Lab #12 - Linear Regression and Gradient Descent¶

This lab covers two major topics:

  1. The sklearn implementation of linear regression, which is straightforward and largely uses the same syntax as other algorithms we've studied.
  2. Gradient descent algorithms and their behavior
In [1]:
import pandas as pd
import numpy as np
import matplotlib.pyplot as plt
import sklearn
import math

Examples throughout the lab will use the Iowa City home sales data that we've seen in several of our previous labs:

In [2]:
## Read data
ic = pd.read_csv("https://remiller1450.github.io/data/IowaCityHomeSales.csv")

## Split training and testing sets
from sklearn.model_selection import train_test_split
train, test = train_test_split(ic, test_size=0.2, random_state=7)

## Create target and keep only the numeric predictors (though we could use one-hot encoding if we wanted to)
train_y = train['sale.amount']
train_X = train.select_dtypes("number").drop('sale.amount',axis=1)

Part 1 - Linear Regression in sklearn¶

Linear regression is performed using the LinearRegression() function in sklearn.

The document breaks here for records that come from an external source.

use std::collections::VecDeque;
use std::io;
use std::net::SocketAddr;
use std::sync::Arc;
use std::sync::atomic::AtomicBool;

use skirmish::net::{LossyTransport, Transport, UdpTransport};
use skirmish::{
    Clock, DisconnectReason, HostEvent, Identifier, MessageBody, NetworkStats, ServerHost,
};

use crate::config::ServerConfig;
use crate::events::ServerEvent;
use crate::world::World;

/// Frame deltas longer than this are clamped so a stall does not trigger a
/// burst of catch-up ticks.
const MAX_FRAME_MS: u64 = 250;

#[derive(Debug, Clone)]
pub struct ServerStats {
    pub tick: u64,
    pub uptime_secs: u64,
    pub client_count: usize,
    pub max_clients: usize,
    pub entity_count: usize,
    pub player_count: usize,
    pub announcing: bool,
    pub network_stats: NetworkStats,
}

#[derive(Debug, Clone)]
pub struct ClientInfo {
    pub player_id: Identifier,
    pub name: String,
    pub addr: String,
    pub last_seen_ms: u64,
    pub reliable_backlog: usize,
    pub stats: NetworkStats,
}

pub struct GameServer<T = LossyTransport<UdpTransport>, C = skirmish::net::SystemClock> {
    host: ServerHost<T, C>,
    world: World,
    config: ServerConfig,
    tick: u64,
    tick_ms: u64,
    last_frame_ms: u64,
    accumulator_ms: u64,
    start_ms: u64,
    running: Arc<AtomicBool>,
    pending_events: VecDeque<ServerEvent>,
}

impl GameServer {
    pub fn new(bind_addr: SocketAddr, config: ServerConfig) -> io::Result<Self> {
        let socket = UdpTransport::bind(bind_addr)?;
        let transport = LossyTransport::new(socket, config.packet_loss.clone());
        let host = ServerHost::with_transport(
            transport,
            skirmish::net::SystemClock::new(),
            config.host_config(),
        );
        Ok(Self::with_host(host, config))
    }
}

impl<T: Transport, C: Clock> GameServer<T, C> {
    pub fn with_host(host: ServerHost<T, C>, config: ServerConfig) -> Self {
        let now = host.now_ms();
        let mut pending_events = VecDeque::new();
        if let Ok(addr) = host.local_addr() {
            pending_events.push_back(ServerEvent::Started { addr });
        }

        Self {
            host,
            world: World::new(),
            tick: 0,
            tick_ms: config.tick_ms(),
            last_frame_ms: now,
            accumulator_ms: 0,
            start_ms: now,
            running: Arc::new(AtomicBool::new(true)),
            pending_events,
            config,
        }
    }

    pub fn local_addr(&self) -> io::Result<SocketAddr> {
        self.host.local_addr()
    }

    pub fn running(&self) -> Arc<AtomicBool> {
        Arc::clone(&self.running)
    }

    pub fn drain_events(&mut self) -> impl Iterator<Item = ServerEvent> + '_ {
        self.pending_events.drain(..)
    }

    pub fn shutdown_connections(&mut self) {
        for player_id in self.host.connections().ids() {
            self.kick_client(player_id);
        }
        self.host.flush();
    }

    pub fn kick_client(&mut self, player_id: Identifier) {
        if self.host.kick(player_id) {
            self.process_host_events();
        }
    }

    /// Receives, runs every simulation tick that is due, then sends.
    pub fn tick_once(&mut self) {
        let now = self.host.now_ms();
        let delta = now.saturating_sub(self.last_frame_ms).min(MAX_FRAME_MS);
        self.last_frame_ms = now;
        self.accumulator_ms += delta;

        self.host.receive();
        self.process_host_events();

        while self.accumulator_ms >= self.tick_ms {
            self.accumulator_ms -= self.tick_ms;
            self.tick();
        }

        self.host.flush();
    }

    fn tick(&mut self) {
        let dt = self.tick_ms as f32 / 1000.0;
        self.world.step(dt);
        self.tick += 1;

        let updates = self.world.position_updates();
        self.host.broadcast_batch(&updates);
    }

    fn process_host_events(&mut self) {
        let events: Vec<HostEvent> = self.host.drain_events().collect();
        for event in events {
            self.handle_host_event(event);
        }
    }

    fn handle_host_event(&mut self, event: HostEvent) {
        match event {
            HostEvent::Connected {
                player_id,
                name,
                addr,
            } => self.handle_connected(player_id, name, addr),
            HostEvent::Rejected { addr, reason } => {
                self.pending_events
                    .push_back(ServerEvent::ConnectionDenied { addr, reason });
            }
            HostEvent::Message { player_id, message } => match message.body {
                MessageBody::Chat { text, .. } => self.handle_chat(player_id, text),
                MessageBody::Input { buttons } => self.world.apply_input(player_id, buttons),
                other => log::debug!("Ignoring {:?} from {player_id}", other.message_type()),
            },
            HostEvent::Disconnected { player_id, reason } => {
                self.handle_disconnected(player_id, reason);
            }
        }
    }

    fn handle_connected(&mut self, player_id: Identifier, name: String, addr: SocketAddr) {
        let Some(avatar) = self.world.add_player(player_id, name.clone()) else {
            log::error!("No room for an avatar for {player_id}, kicking");
            self.host.kick(player_id);
            return;
        };

        // The host already queued the player's own join.
        let others: Vec<Identifier> = self
            .world
            .players()
            .map(|(id, _)| id)
            .filter(|id| *id != player_id)
            .collect();
        let joins: Vec<MessageBody> = others
            .iter()
            .filter_map(|&id| {
                let player = self.world.player(id)?;
                Some(MessageBody::Join {
                    player_id: id,
                    name: player.name.clone(),
                })
            })
            .collect();
        self.host.send_batch(player_id, joins);
        self.host.send_batch(player_id, self.world.spawn_messages());
        self.host.send(player_id, MessageBody::Synced);

        // Only players already in the world; peers whose own connect is
        // still pending get this player through their snapshot instead.
        let spawn = self.world.spawn_message(avatar);
        for other in others {
            self.host.send(
                other,
                MessageBody::Join {
                    player_id,
                    name: name.clone(),
                },
            );
            self.host.send_batch(other, spawn.clone());
        }

        self.pending_events.push_back(ServerEvent::ClientConnected {
            player_id,
            name,
            addr,
        });
    }

    fn handle_chat(&mut self, player_id: Identifier, text: String) {
        let Some(player) = self.world.player(player_id) else {
            return;
        };
        let name = player.name.clone();

        self.host.broadcast(MessageBody::Chat {
            player_id,
            text: text.clone(),
        });
        self.pending_events.push_back(ServerEvent::Chat {
            player_id,
            name,
            text,
        });
    }

    fn handle_disconnected(&mut self, player_id: Identifier, reason: DisconnectReason) {
        let Some(player) = self.world.remove_player(player_id) else {
            return;
        };

        self.host.broadcast_batch(&[MessageBody::DespawnEntity {
            entity_id: player.avatar,
        }]);
        self.host.broadcast(MessageBody::Leave { player_id });

        self.pending_events.push_back(ServerEvent::ClientDisconnected {
            player_id,
            name: player.name,
            reason,
        });
    }

    pub fn stats(&self) -> ServerStats {
        ServerStats {
            tick: self.tick,
            uptime_secs: self.host.now_ms().saturating_sub(self.start_ms) / 1000,
            client_count: self.host.connections().len(),
            max_clients: self.config.max_clients,
            entity_count: self.world.entity_count(),
            player_count: self.world.player_count(),
            announcing: self.host.is_announcing(),
            network_stats: self.host.stats(),
        }
    }

    pub fn client_infos(&self) -> Vec<ClientInfo> {
        let now = self.host.now_ms();
        self.host
            .connections()
            .iter()
            .map(|peer| ClientInfo {
                player_id: peer.player_id(),
                name: peer.name().to_string(),
                addr: peer.addr().to_string(),
                last_seen_ms: peer.millis_since_last_packet(now),
                reliable_backlog: peer.reliable_backlog(),
                stats: peer.stats(),
            })
            .collect()
    }
}

impl<C: Clock> GameServer<LossyTransport<UdpTransport>, C> {
    pub fn packet_loss_dropped(&mut self) -> u64 {
        self.host.transport_mut().dropped()
    }
}
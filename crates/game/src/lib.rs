pub mod net;

pub use net::{
    Arena, Buttons, ClientConfig, Clock, ConnectionState, DEFAULT_PORT, DEFAULT_TICK_RATE,
    DisconnectReason, DiscoveryConfig, DiscoveryEvent, EntityKind, HostConfig, HostEvent,
    Identifier, Message, MessageBody, MessageType, NetworkStats, PROTOCOL_REVISION,
    PacketLossSimulation, RejectReason, ServerConnection, ServerDiscovery, ServerHost, ServerInfo,
};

This function is compatible with pipelines and all the pre-processing tools we've been using:

In [3]:
from sklearn.linear_model import LinearRegression
from sklearn.preprocessing import StandardScaler
from sklearn.pipeline import Pipeline 

## Simple pipeline using linear regression
pipe = Pipeline([
('scaler', StandardScaler()),
('model', LinearRegression())
])

Compared to other algorithms, a benefit of linear regression is that we can easily determine the impact of each individual predictor by looking at its weight in the model's linear combination:

In [4]:
## Fit the pipeline to the training data
lin_mod = pipe.fit(train_X, train_y)

## print the model's coefficients
lin_mod.named_steps['model'].coef_
Out[4]:
array([-1.25805804e+03,  1.92884548e+03,  6.72865255e+02, -1.92085650e+03,
       -7.95482914e+01, -3.12181937e+03,  1.97731725e+03,  8.24129242e+02,
        1.82409979e+03,  3.74282983e+02,  2.29862180e+00,  8.78235016e+04])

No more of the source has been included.